Exercise —
Write out, word for word, the first line of the data below and every line after it through the one containing "let mut engine: ScanEngine".

-----

//! Scan engine tests: round-robin stepping, settle gating, and the
//! per-channel trigger machine.
#![cfg(feature = "adc-scan")]

use motorctl::adc::scan::{
    SCAN_CHANNELS, ScanEngine, ScanStep, TriggerEvent, TriggerStatus, convert_millivolts,
};
use motorctl::adc::{ClockDivisor, SCAN_VALUE_SENTINEL, Vref};

use crate::mock_hw::{MockAdcPort, RecordTriggerSink};

const POS: u16 = 600;
const NEG: u16 = 400;
const HYST: u8 = 20;

fn armed_engine() -> ScanEngine {
    let mut engine: ScanEngine = ScanEngine::new();
    for ch in 0..SCAN_CHANNELS {
        engine.configure_channel(ch, ch as u8, Vref::Vcc, POS, NEG, HYST);
    }
    engine
}

/// One full round-robin pass: four Read conversions (with the given
/// values) each followed by the two discarded settling conversions.
fn feed_pass(
    engine: &mut ScanEngine,
    port: &mut MockAdcPort,
    sink: &mut RecordTriggerSink,
    values: [u16; SCAN_CHANNELS],
) {
    for v in values {
        engine.on_conversion(v, port, sink); // Read
        engine.on_conversion(0, port, sink); // Mux artifact
        engine.on_conversion(0, port, sink); // Wait artifact
    }
}

/// Run enough quiet passes that every channel leaves Init.
fn settle(engine: &mut ScanEngine, port: &mut MockAdcPort, sink: &mut RecordTriggerSink, base: u16) {
    for _ in 0..21 {
        feed_pass(engine, port, sink, [base; SCAN_CHANNELS]);
    }
    sink.events.clear();
}

#[test]
fn start_selects_first_channel_and_enables() {
    let mut engine = armed_engine();
    let mut port = MockAdcPort::new();
    engine.start(ClockDivisor::Div64, &mut port);

    assert!(port.enabled);
    assert_eq!(port.clk, Some(ClockDivisor::Div64));
    assert_eq!(port.selects.len(), 1);
    assert_eq!(port.selects[0].input, 0);
    assert_eq!(engine.current_channel(), 0);
    assert_eq!(engine.current_step(), ScanStep::Read);
}

#[test]
fn round_robin_stores_and_advances() {
    let mut engine = armed_engine();
    let mut port = MockAdcPort::new();
    let mut sink = RecordTriggerSink::default();
    engine.start(ClockDivisor::Div64, &mut port);

    feed_pass(&mut engine, &mut port, &mut sink, [10, 20, 30, 40]);

    for (ch, expected) in [10, 20, 30, 40].into_iter().enumerate() {
        assert_eq!(engine.value(ch), expected);
    }
    // Wrapped back to channel 0, ready for the next Read.
    assert_eq!(engine.current_channel(), 0);
    assert_eq!(engine.current_step(), ScanStep::Read);

    // Mux selections: start plus one advance per Read, ending back at 0.
    let inputs: Vec<u8> = port.selects.iter().map(|m| m.input).collect();
    assert_eq!(inputs, vec![0, 1, 2, 3, 0]);
}

#[test]
fn settling_conversions_are_discarded() {
    let mut engine = armed_engine();
    let mut port = MockAdcPort::new();
    let mut sink = RecordTriggerSink::default();
    engine.start(ClockDivisor::Div64, &mut port);

    engine.on_conversion(111, &mut port, &mut sink); // Read → stored
    assert_eq!(engine.current_step(), ScanStep::Mux);
    engine.on_conversion(999, &mut port, &mut sink); // discarded
    assert_eq!(engine.current_step(), ScanStep::Wait);
    engine.on_conversion(888, &mut port, &mut sink); // discarded
    assert_eq!(engine.current_step(), ScanStep::Read);

    assert_eq!(engine.value(0), 111);
    assert_eq!(engine.value(1), 0, "settling values must not be stored");
}

#[test]
fn out_of_range_channel_reads_as_sentinel() {
    let engine = armed_engine();
    assert_eq!(engine.value(SCAN_CHANNELS), SCAN_VALUE_SENTINEL);
    assert_eq!(engine.value(99), SCAN_VALUE_SENTINEL);
    assert_eq!(engine.trigger_status(SCAN_CHANNELS), None);
}

#[test]
fn channels_arm_after_the_settle_period() {
    let mut engine = armed_engine();
    let mut port = MockAdcPort::new();
    let mut sink = RecordTriggerSink::default();
    engine.start(ClockDivisor::Div64, &mut port);

    // Twenty quiet passes: still settling, no events.
    for _ in 0..20 {
        feed_pass(&mut engine, &mut port, &mut sink, [500; SCAN_CHANNELS]);
    }
    assert!(sink.events.is_empty());
    assert_eq!(engine.trigger_status(0), Some(TriggerStatus::Init));

    // The next pass arms every channel, in scan order.
    feed_pass(&mut engine, &mut port, &mut sink, [500; SCAN_CHANNELS]);
    assert_eq!(
        sink.events,
        vec![
            (0, TriggerEvent::InitialWaitElapsed),
            (1, TriggerEvent::InitialWaitElapsed),
            (2, TriggerEvent::InitialWaitElapsed),
            (3, TriggerEvent::InitialWaitElapsed),
        ]
    );
    for ch in 0..SCAN_CHANNELS {
        assert_eq!(engine.trigger_status(ch), Some(TriggerStatus::Waiting));
    }
}

#[test]
fn positive_crossing_and_hysteresis_rearm() {
    let mut engine = armed_engine();
    let mut port = MockAdcPort::new();
    let mut sink = RecordTriggerSink::default();
    engine.start(ClockDivisor::Div64, &mut port);
    settle(&mut engine, &mut port, &mut sink, 500);

    // 500 → 605: rises through the positive threshold.
    feed_pass(&mut engine, &mut port, &mut sink, [605, 500, 500, 500]);
    assert_eq!(sink.events, vec![(0, TriggerEvent::CrossedPositive)]);
    assert_eq!(engine.trigger_status(0), Some(TriggerStatus::Positive));
    sink.events.clear();

    // 605 → 585: still inside the hysteresis band, no event.
    feed_pass(&mut engine, &mut port, &mut sink, [585, 500, 500, 500]);
    assert!(sink.events.is_empty());
    assert_eq!(engine.trigger_status(0), Some(TriggerStatus::Positive));

    // 585 → 579: drops out of the band, re-armed.
    feed_pass(&mut engine, &mut port, &mut sink, [579, 500, 500, 500]);
    assert_eq!(sink.events, vec![(0, TriggerEvent::ExitedPositiveBand)]);
    assert_eq!(engine.trigger_status(0), Some(TriggerStatus::Waiting));
}

#[test]
fn negative_crossing_and_hysteresis_rearm() {
    let mut engine = armed_engine();
    let mut port = MockAdcPort::new();
    let mut sink = RecordTriggerSink::default();
    engine.start(ClockDivisor::Div64, &mut port);
    settle(&mut engine, &mut port, &mut sink, 500);

    feed_pass(&mut engine, &mut port, &mut sink, [395, 500, 500, 500]);
    assert_eq!(sink.events, vec![(0, TriggerEvent::CrossedNegative)]);
    assert_eq!(engine.trigger_status(0), Some(TriggerStatus::Negative));
    sink.events.clear();

    // 395 → 415: inside the band (400 + 20), still triggered.
    feed_pass(&mut engine, &mut port, &mut sink, [415, 500, 500, 500]);
    assert!(sink.events.is_empty());

    // 415 → 425: rises out of the band, re-armed.
    feed_pass(&mut engine, &mut port, &mut sink, [425, 500, 500, 500]);
    assert_eq!(sink.events, vec![(0, TriggerEvent::ExitedNegativeBand)]);
    assert_eq!(engine.trigger_status(0), Some(TriggerStatus::Waiting));
}

#[test]
fn landing_exactly_on_threshold_counts_as_crossing() {
    let mut engine = armed_engine();
    let mut port = MockAdcPort::new();
    let mut sink = RecordTriggerSink::default();
    engine.start(ClockDivisor::Div64, &mut port);
    settle(&mut engine, &mut port, &mut sink, 500);

    feed_pass(&mut engine, &mut port, &mut sink, [POS, 500, 500, 500]);
    assert_eq!(sink.events, vec![(0, TriggerEvent::CrossedPositive)]);
}

#[test]
fn channels_trigger_independently() {
    let mut engine = armed_engine();
    let mut port = MockAdcPort::new();
    let mut sink = RecordTriggerSink::default();
    engine.start(ClockDivisor::Div64, &mut port);
    settle(&mut engine, &mut port, &mut sink, 500);

    // Channel 1 rises while channel 2 falls on the same pass.
    feed_pass(&mut engine, &mut port, &mut sink, [500, 700, 300, 500]);
    assert_eq!(
        sink.events,
        vec![
            (1, TriggerEvent::CrossedPositive),
            (2, TriggerEvent::CrossedNegative),
        ]
    );
    assert_eq!(engine.trigger_status(0), Some(TriggerStatus::Waiting));
    assert_eq!(engine.trigger_status(3), Some(TriggerStatus::Waiting));
}

#[test]
fn conversion_helper_matches_divider_math() {
    // Half scale of 5000 mV through a 4:1 divider.
    assert_eq!(convert_millivolts(512, 5000, 4, 1), 12_500);
    assert_eq!(convert_millivolts(512, 5000, 1, 1), 5000);
    assert_eq!(convert_millivolts(0, 5000, 4, 1), 0);
}
//! Busy-wait delay provider for the blocking analog driver.
//!
//! - **`target_os = "espidf"`** — `esp_rom_delay_us`, a calibrated spin
//!   loop safe for the sub-millisecond settle waits the driver needs.
//! - **`not(target_os = "espidf")`** — `std::thread::sleep` for host
//!   runs; tests usually substitute a no-op delay instead.

use embedded_hal::delay::DelayNs;

#[derive(Debug, Default, Clone, Copy)]
pub struct FirmwareDelay;

impl FirmwareDelay {
    pub fn new() -> Self {
        Self
    }
}

impl DelayNs for FirmwareDelay {
    #[cfg(target_os = "espidf")]
    fn delay_ns(&mut self, ns: u32) {
        // Round up: a settle wait must never be shortened.
        let us = ns.div_ceil(1_000);
        // SAFETY: esp_rom_delay_us is a plain calibrated spin loop.
        unsafe { esp_idf_svc::sys::esp_rom_delay_us(us) };
    }

    #[cfg(not(target_os = "espidf"))]
    fn delay_ns(&mut self, ns: u32) {
        std::thread::sleep(std::time::Duration::from_nanos(u64::from(ns)));
    }
}
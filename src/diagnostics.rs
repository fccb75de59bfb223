//! In-memory event history for post-incident inspection.
//!
//! Keeps a short, fixed-capacity ring of formatted event summaries.
//! Heapless by construction: every summary is a bounded string, and the
//! ring evicts the oldest entry on overflow rather than allocating.

use core::fmt::Write as _;

use heapless::{Deque, String};

use crate::app::events::AppEvent;

/// Maximum summaries retained.
pub const HISTORY_CAP: usize = 16;

/// Length cap per summary line.
pub type Summary = String<64>;

/// Bounded ring of recent event summaries, oldest first.
#[derive(Debug, Default)]
pub struct EventHistory {
    ring: Deque<Summary, HISTORY_CAP>,
}

impl EventHistory {
    pub const fn new() -> Self {
        Self { ring: Deque::new() }
    }

    /// Record one event, evicting the oldest entry when full.
    pub fn record(&mut self, event: &AppEvent) {
        let mut line = Summary::new();
        if write!(line, "{}", format_event(event)).is_err() {
            // Longer than the cap: keep the truncated prefix.
        }
        if self.ring.is_full() {
            let _ = self.ring.pop_front();
        }
        // Cannot fail after the pop above.
        let _ = self.ring.push_back(line);
    }

    /// Iterate the retained summaries, oldest first.
    pub fn recent(&self) -> impl Iterator<Item = &str> {
        self.ring.iter().map(|s| s.as_str())
    }

    pub fn len(&self) -> usize {
        self.ring.len()
    }

    pub fn is_empty(&self) -> bool {
        self.ring.is_empty()
    }
}

/// One-line human summary of an event.
fn format_event(event: &AppEvent) -> Summary {
    let mut s = Summary::new();
    let result = match event {
        AppEvent::Started => write!(s, "started"),
        AppEvent::ModeChanged { from, to } => write!(s, "mode {from:?} -> {to:?}"),
        AppEvent::DirectionChanged { from, to } => write!(s, "dir {from:?} -> {to:?}"),
        AppEvent::StopLatched => write!(s, "stop latched"),
        AppEvent::StopReleased => write!(s, "stop released"),
        #[cfg(feature = "adc-scan")]
        AppEvent::Trigger { channel, event } => write!(s, "ch{channel} {event:?}"),
        AppEvent::Telemetry(t) => write!(
            s,
            "t{} {:?} {:?} duty={}{}",
            t.tick,
            t.mode,
            t.direction,
            t.duty,
            if t.stopped { " STOPPED" } else { "" }
        ),
    };
    // Truncation on overflow is acceptable for a diagnostic line.
    let _ = result;
    s
}
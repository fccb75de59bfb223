//! GPIO / analog channel assignments for the motor controller board.
//!
//! Single source of truth — every driver references this module rather than
//! hard-coding pin numbers or bit shifts.  Change a line assignment here and
//! it propagates everywhere.
//!
//! The H-bridge control lines sit on three adjacent output pins, the status
//! LEDs on two pins of their own, and the two selector switch pairs are
//! inputs with pull-ups (a closed switch pulls the line high through the
//! selector wiring; exactly one high line of a pair selects that position).

// ---------------------------------------------------------------------------
// H-bridge motor driver (forward / reverse / enable)
// ---------------------------------------------------------------------------

/// Digital output: reverse leg of the H-bridge.
pub const MOTOR_REVERSE_GPIO: i32 = 1;
/// Digital output: forward leg of the H-bridge.
pub const MOTOR_FORWARD_GPIO: i32 = 2;
/// Digital output: H-bridge enable (active HIGH, asserted once at boot).
pub const MOTOR_ENABLE_GPIO: i32 = 3;

// ---------------------------------------------------------------------------
// Status LEDs
// ---------------------------------------------------------------------------

/// Digital output: red status LED.
pub const LED_RED_GPIO: i32 = 6;
/// Digital output: green status LED.
pub const LED_GREEN_GPIO: i32 = 7;

// ---------------------------------------------------------------------------
// Selector switches (inputs, pull-ups enabled)
// ---------------------------------------------------------------------------

/// Mode selector, automatic position.
pub const SWITCH_AUTO_GPIO: i32 = 10;
/// Mode selector, manual position.
pub const SWITCH_MAN_GPIO: i32 = 11;
/// Direction selector, counter-clockwise (reverse) position.
pub const SWITCH_CCW_GPIO: i32 = 12;
/// Direction selector, clockwise (forward) position.
pub const SWITCH_CW_GPIO: i32 = 13;

// ---------------------------------------------------------------------------
// Analog channel assignment (logical → physical)
// ---------------------------------------------------------------------------
//
// Fixed board wiring; configuration data, not protocol.  The scan engine
// and the blocking reader both index channels through these constants.

/// Measurement input 1 (bridge voltage tap A).
pub const ADC_CH_MEASURE_1: u8 = 0;
/// Measurement input 2 (bridge voltage tap B).
pub const ADC_CH_MEASURE_2: u8 = 1;
/// Threshold trim potentiometer.
pub const ADC_CH_THRESHOLD: u8 = 2;
/// Speed potentiometer.
pub const ADC_CH_SPEED: u8 = 3;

-----

Solved exercise —
//! Scan engine tests: round-robin stepping, settle gating, and the
//! per-channel trigger machine.
#![cfg(feature = "adc-scan")]

use motorctl::adc::scan::{
    SCAN_CHANNELS, ScanEngine, ScanStep, TriggerEvent, TriggerStatus, convert_millivolts,
};
use motorctl::adc::{ClockDivisor, SCAN_VALUE_SENTINEL, Vref};

use crate::mock_hw::{MockAdcPort, RecordTriggerSink};

const POS: u16 = 600;
const NEG: u16 = 400;
const HYST: u8 = 20;

fn armed_engine() -> ScanEngine {
    let mut engine: ScanEngine = ScanEngine::new();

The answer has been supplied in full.